Wouldn’t it be fascinating if one – just one obit said something unfavorable or, stated facts closer to the truth? For instance, I had an uncle named Frixos who made my childhood a real pain. When visiting our house, which was often, he’d ask me to bring him a glass of water so he could drop his dentures in. And, I’d have to see that glass on the table grinning at me at dinner time. He’d send me out to get him the newspaper and after he finished reading it, he’d say I brought the wrong paper. That was the signal to send me out once again for, “the right paper.” And, I had to pay for the new paper with the tip he gave me for the first one. He’d argue with anyone about baseball players, politics, or a mutual friend and turn vicious as Dracula when you got the best of him. He’d swat my napping cat off the sofa so he could sit when there were other plushy empty chairs. I used to dread Sundays due to the fact that we’d see him at our door, grinning, and hungry, never forgetting his bib.

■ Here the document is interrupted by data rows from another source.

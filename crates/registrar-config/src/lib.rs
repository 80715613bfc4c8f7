//! # Registrar Config
//!
//! Configuration types for the Registrar API, loaded from environment variables.
//!
//! - [`jwt`]: JWT signing secret and token lifetime
//! - [`cors`]: allowed CORS origins
//! - [`database`]: connection string and pool size
//! - [`server`]: bind address, metrics port and observability toggle
//! - [`storage`]: upload directory and public media URL
//! - [`registration`]: student ID generation limits
//!
//! Every config exposes `from_env()` plus `from_lookup()`, which takes any
//! `Fn(&str) -> Option<String>` so tests can feed values without touching the
//! process environment.
//!
//! # Example
//!
//! ```ignore
//! use registrar_config::{JwtConfig, StorageConfig};
//!
//! let jwt_config = JwtConfig::from_env();
//! let storage = StorageConfig::from_env();
//! ```

pub mod cors;
pub mod database;
pub mod jwt;
pub mod registration;
pub mod server;
pub mod storage;

pub use cors::CorsConfig;
pub use database::DatabaseConfig;
pub use jwt::JwtConfig;
pub use registration::RegistrationConfig;
pub use server::ServerConfig;
pub use storage::StorageConfig;

/// Reads `key` through `lookup` and parses it, falling back to `default` when
/// the variable is missing or does not parse.
pub(crate) fn parse_or<T, F>(lookup: &F, key: &str, default: T) -> T
where
    T: std::str::FromStr,
    F: Fn(&str) -> Option<String>,
{
    lookup(key)
        .and_then(|v| v.trim().parse().ok())
        .unwrap_or(default)
}

pub(crate) fn env_lookup(key: &str) -> Option<String> {
    std::env::var(key).ok()
}

#[cfg(test)]
pub(crate) fn map_lookup(pairs: &[(&str, &str)]) -> impl Fn(&str) -> Option<String> {
    let map: std::collections::HashMap<String, String> = pairs
        .iter()
        .map(|(k, v)| (k.to_string(), v.to_string()))
        .collect();
    move |key: &str| map.get(key).cloned()
}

Yet when he died, everyone stood at the coffin weeping, recalling a fond memory of something he did. Curious, I stood close among the mourners hoping to hear about one of those fond memories. Aunt Nota, holding a handkerchief to her eyes, suppressing tears and a laugh, said, “remember when that Girl Scout came by selling Girl Scout cookies? He took a box and shut the door.” (Subtle laughter). I said, “I don’t think that’s funny.” She looked down at me as if I accused St. Paul of being a thief. “He opened the door to pay her but she was gone. He was joking!” I said, “I still don’t think that’s funny.” I got a hard stare from those standing around. Then, a nephew told of the time someone had come to the door asking for a donation towards the town swimming pool and he gave him a glass of water. More quiet giggles. “That’s not funny, either,” I mumbled. “You have no respect for the departed!” someone said, accusingly.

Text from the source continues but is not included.